A trustee with the Office of Hawaiian Affairs has accepted nearly $16,000 from a Native Hawaiian heiress to pay for legal fees in her battle against fellow trustees. 

The contribution raises ethical questions about what public officials can receive in terms of gifts, contends OHA’s attorney in the case. 

Trustee Rowena Akana reported receiving $15,960 from Abigail Kawananakoa, who inherited the largest stake from the Campbell Estate when the private land trust terminated in 2006.

Akana identified receiving the money in a gifts disclosure statement filed with the Hawaii State Ethics Commission on Saturday. The filing period is from June 1, 2016, to June 1, 2017.

OHA is a semi-autonomous government agency whose mission is the betterment of Native Hawaiians. Kawananakoa is a descendant of Hawaiian royalty who often gets involved in native issues and politics.

OHA Chair Rowena Akana before meeting starts. 12 jan 2017

OHA then-chairwoman Rowena Akana at a January board meeting. She has accepted legal fees to fight her fellow trustees.

Cory Lum/Civil Beat

Akana did not respond to a media inquiry. Colette Machado, the OHA Board of Trustees chairwoman, and OHA CEO Kamanaopono Crabbe, had no comment.

An attorney for Kawananakoa, Jim Bickerton, confirmed that his client paid for legal fees for Akana, although he was not certain of the exact amount.

The fees stem from a 2013 lawsuit by Akana against the eight other OHA trustees alleging breach of fiduciary responsibilities. A countersuit from the trustees against Akana soon followed.

Akana, who has repeatedly questioned how OHA spends its money, complained that the agency spent $21 million to buy the Gentry Pacific Design Center along Nimitz Highway. The building is now OHA’s headquarters.

OHA’s attorneys have argued that Akana violated confidentiality agreements by publicly leaking information — something Akana said was inadvertent.

“OHA has spent between a half a million and a million dollars prosecuting its counterclaim against Trustee Akana, for which they still cannot demonstrate one dollar in damage,” said Bickerton. “It’s very difficult for an individual to respond to the file pounding from the Alston firm without some help from other people.”

Bickerton said he was not aware of any other payments from Kawananakoa to Akana. Akana did not file a 2016 gift disclosure.

Update: Bickerton said Akana filed the lawsuit against OHA in her official capacity “and that the counterclaim says it is against her in that capacity. She has no personal interest or liability in the case for which attorneys’ fees were paid.”

Paul Alston, director of Alston Hunt Floyd & Ing, represents OHA in the ongoing legal dispute.

“He’s wrong on all three accounts,” Alston said of Bickerton’s statement. “They have not spent that much money on the counterclaim, and they do have damages. There has not been any quote ‘file pounding.’ We have done what was necessary to find the evidence, which was well hidden, that Trustee Akana is guilty of breaking her fiduciary duties.”

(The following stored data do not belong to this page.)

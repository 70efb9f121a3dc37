use std::{path::PathBuf, time::Duration};

use clap::{Args, Parser, Subcommand, ValueEnum};
use log::LevelFilter;
use nvme_admin::{admin_commands::FeatureSelect, PayloadFormat, TransportConfig};

/// Issue NVMe admin commands through `nvme admin-passthru` and print the
/// decoded result as json
#[derive(Parser, Debug)]
#[command(author, version, about, long_about = None)]
pub struct Arguments {
    /// the NVMe controller character device
    #[arg(short, long, default_value = "/dev/nvme0")]
    pub device: PathBuf,

    #[command(flatten)]
    pub transport: TransportOptions,

    /// use NVMe short form field names (`cw`, `ctemp`, `poh`, ...)
    #[arg(short, long)]
    pub short_keys: bool,

    /// log level, can be overwritten by the `RUST_LOG` env variable
    #[arg(long, default_value_t = LevelFilter::Info)]
    pub log_level: LevelFilter,

    #[command(subcommand)]
    pub command: AdminCommand,
}

#[derive(Debug, Subcommand)]
pub enum AdminCommand {
    /// read the SMART / Health Information log
    SmartLog,
    /// identify a namespace
    IdNs(IdNsArgs),
    /// identify the controller
    IdCtrl,
    /// read the value of a feature
    GetFeature(GetFeatureArgs),
    /// set the value of a feature
    SetFeature(SetFeatureArgs),
    /// read a raw log page and print it as hex dump
    GetLog(GetLogArgs),
}

#[derive(Args, Debug)]
pub struct TransportOptions {
    /// fails a command after `timeout` seconds
    #[arg(long, default_value_t = 180)]
    pub timeout: u64,

    /// the `nvme` executable
    #[arg(long, default_value = "nvme")]
    pub nvme_bin: PathBuf,

    /// transfer payloads as raw binary instead of a hex dump
    #[arg(long)]
    pub raw_binary: bool,

    /// let `nvme` report the command latency
    #[arg(long)]
    pub latency: bool,
}

impl TransportOptions {
    pub fn config(&self) -> TransportConfig {
        TransportConfig {
            nvme_binary: self.nvme_bin.clone(),
            payload_format: if self.raw_binary {
                PayloadFormat::Binary
            } else {
                PayloadFormat::HexDump
            },
            report_latency: self.latency,
            default_timeout: Duration::from_secs(self.timeout),
        }
    }
}

#[derive(Args, Debug)]
pub struct IdNsArgs {
    /// namespace to identify
    #[arg(short, long, default_value_t = 1, value_parser = parse_u32)]
    pub namespace_id: u32,
}

#[derive(Args, Debug)]
pub struct GetFeatureArgs {
    /// feature identifier, e.g. 0x04 for the temperature threshold
    #[arg(short, long, value_parser = parse_u8)]
    pub feature_id: u8,

    /// which value to report
    #[arg(short, long, value_enum, default_value_t = Select::Current)]
    pub select: Select,

    /// 0 for controller wide features
    #[arg(short, long, default_value_t = 0, value_parser = parse_u32)]
    pub namespace_id: u32,
}

#[derive(Args, Debug)]
pub struct SetFeatureArgs {
    /// feature identifier
    #[arg(short, long, value_parser = parse_u8)]
    pub feature_id: u8,

    /// new value, written to CDW11 unchanged
    #[arg(short, long, value_parser = parse_u32)]
    pub value: u32,

    /// persist the value across power cycles
    #[arg(long)]
    pub save: bool,

    /// 0 for controller wide features
    #[arg(short, long, default_value_t = 0, value_parser = parse_u32)]
    pub namespace_id: u32,
}

#[derive(Args, Debug)]
pub struct GetLogArgs {
    /// log page identifier
    #[arg(short = 'i', long, value_parser = parse_u8)]
    pub log_id: u8,

    /// number of bytes to read, a multiple of 4
    #[arg(short = 'l', long, value_parser = parse_u32)]
    pub log_len: u32,

    /// defaults to the broadcast namespace
    #[arg(short, long, default_value = "0xffffffff", value_parser = parse_u32)]
    pub namespace_id: u32,
}

/// Get Features select field (default current)
#[derive(Debug, Copy, Clone, PartialEq, Eq, ValueEnum)]
pub enum Select {
    /// current value
    Current,
    /// default value
    Default,
    /// last saved value
    Saved,
    /// supported capabilities of the feature
    Supported,
}

impl From<Select> for FeatureSelect {
    fn from(value: Select) -> Self {
        match value {
            Select::Current => FeatureSelect::Current,
            Select::Default => FeatureSelect::Default,
            Select::Saved => FeatureSelect::Saved,
            Select::Supported => FeatureSelect::SupportedCapabilities,
        }
    }
}

/// parse a decimal or `0x` prefixed hex number
fn parse_u32(value: &str) -> Result<u32, String> {
    let parsed = match value.strip_prefix("0x").or_else(|| value.strip_prefix("0X")) {
        Some(hex) => u32::from_str_radix(hex, 16),
        None => value.parse(),
    };
    parsed.map_err(|e| format!("invalid number {value:?}: {e}"))
}

fn parse_u8(value: &str) -> Result<u8, String> {
    let parsed = parse_u32(value)?;
    u8::try_from(parsed).map_err(|_| format!("{value} does not fit into a byte"))
}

Alston raised a red flag over Akana’s gift disclosure.

“It is quite extraordinary that an elected official would take money from someone who has an obvious political agenda, which has led her to bring her own baseless lawsuit against OHA,” he said.

Alston was referring to a lawsuit filed in February by Kawananakoa against Crabbe and former OHA chairman Robert Lindsey. The lawsuit, since dismissed, alleged that Crabbe and Lindsey breached their fiduciary duties and harmed OHA’s beneficiaries “by improperly extending Crabbe’s contract in November,” Hawaii News Now reported.

Bickerton said the time for an appeal had not yet expired but did not say whether an appeal is coming.

 Alston said the Akana vs. OHA dispute is scheduled for trial in November.

Asked if it was appropriate for Akana to officially disclose the payment from Kawananakoa, Bickerton said he had not seen the filing.

Source, Value, Purpose

Dan Gluck, the Ethics Commission’s executive director, said he could not comment on a specific filing.

In general,  he said gifts can be evaluated on three criteria: the source of the gift, the value of the gift and the purpose of the gift to the state.

A guide to the state ethics code offers this advice to state officials:

  • “The gifts law prohibits you from accepting any gift where there is a reasonable inference that the gift is intended to influence you in the performance of your job.”
  • “The public should trust you to do your job with integrity; this trust may be lost if people see you taking lavish trips, eating fancy meals, or otherwise enjoying expensive things that are paid for by someone else.”
  • “The Commission looks at what your job is with the state and how your acceptance of this gift may – or may not – fit within the State’s mission and your job duties.”

Akana was elected chairwoman of the OHA Board of Trustees in December replacing Lindsey. She was then removed by her colleagues two months later and replaced with Machado.